Jan. 19, 2011
FDA Dodges Responsibility Regarding Medical Device Approval, Defers to IOM
Statement of Dr. Sidney Wolfe, Director, Public Citizen’s Health Research Group
By deferring several important, previously proposed Food and Drug Administration (FDA) actions to a future report by the Institute of Medicine (IOM) – often because the device industry did not agree with these proposals when first issued by the FDA in August 2010 – the FDA is not being forceful enough about improving the safety and effectiveness of new devices.
In a “Letter to the American Public” written today by Dr. Jeff Shuren, the director of the FDA’s Center for Devices and Radiological Health, Shuren discusses the need to encourage innovation but also to assure the safety and effectiveness of medical devices. The FDA’s announcement today at least temporarily yields to the so-called innovation side of that equation.
Ironically, in the 510(k) process, whereby medical devices can essentially avoid rigorous pre-market studies for safety and effectiveness as long as they can establish their “substantial equivalence” to an existing or predicate medical device, the degree of “innovation” is theoretically limited by companies’ need to demonstrate how similar the 510(k) device is to devices already available.
Class III medical devices are high-risk or novel devices, most of which require direct demonstration of safety and effectiveness through the premarket approval (PMA) pathway.
But class II devices generally present less risk to patients and, in most cases, manufacturers must merely submit 510(k) substantially equivalent applications before marketing. There is little dispute that the industry, with FDA being complicit, has widely abused this process in the past.
Because some class II devices can also have substantial risks – especially if they are implantable, life-supporting or life-sustaining – the FDA proposed in August 2010 to develop a guidance “to define … a subset of class II devices called ‘class IIb’ devices, for which clinical information, manufacturing information, or, potentially, additional evaluation in the post-market setting would typically be necessary to support a substantial equivalence determination.” The agency’s reasoning was that “potential candidates for this device subset may include implantable devices, life-sustaining devices and life-supporting devices, which present greater risks than other class II device types.”

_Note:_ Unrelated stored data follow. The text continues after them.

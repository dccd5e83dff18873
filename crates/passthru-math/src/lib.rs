//! # Passthru Math
//!
//! Numerical building blocks for the Passthru analytics library.
//!
//! This crate provides:
//!
//! - **Interpolation**: Cubic splines with not-a-knot or natural end conditions,
//!   plus two-point linear interpolation
//! - **Solvers**: Root-finding (Newton-Raphson, secant, Newton with secant fallback)
//!   with bounded iteration
//!
//! Every routine is a pure function of its inputs; failures come back as
//! [`MathError`] values rather than NaN.

#![warn(missing_docs)]
#![warn(clippy::all)]
#![warn(clippy::pedantic)]
#![allow(clippy::module_name_repetitions)]
#![allow(clippy::missing_errors_doc)]
#![allow(clippy::must_use_candidate)]
#![allow(clippy::doc_markdown)]
#![allow(clippy::cast_precision_loss)]
#![allow(clippy::similar_names)]
#![allow(clippy::many_single_char_names)]

pub mod error;
pub mod interpolation;
pub mod solvers;

/// Prelude module for convenient imports.
pub mod prelude {
    pub use crate::error::{MathError, MathResult};
    pub use crate::interpolation::{linear, CubicSpline, Interpolator, SplineBoundary};
    pub use crate::solvers::{
        newton_raphson, newton_raphson_numerical, newton_secant, secant, SolverConfig,
        SolverMethod, SolverResult,
    };
}

pub use error::{MathError, MathResult};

In our comments to this proposal, filed with the FDA in October 2010, we stated that: “Because the 510(k) process, as it is presently implemented, has failed to consistently protect the public health, we strongly advocate the division of class II devices so as to further stratify risk and guide premarket scrutiny. The existing statute permits the FDA to require clinical data in 510(k) applications. The agency should therefore do so for all devices subclassified into class IIb: All devices that are implantable, life-sustaining or life-supporting.”
In today’s announcement, the FDA described significant industry opposition to this class IIb proposal, perhaps because it might actually have to test some devices that now need only show substantial equivalence. The document also stated, however, that “Foreign regulatory bodies were supportive of the creation of a Class IIb because it would bring U.S. regulations closer to those of the European Union.”
Other important issues that the FDA deferred to the future IOM study, often because of industry opposition, included the need to:
● Define the scope and grounds for rescinding a 510(k) device clearance (currently, such authority is lacking);
● Seek more authority to require post-marketing studies as a condition of approval; and
● Clarify when a device should no longer be available as a predicate for a subsequent 510(k) device application.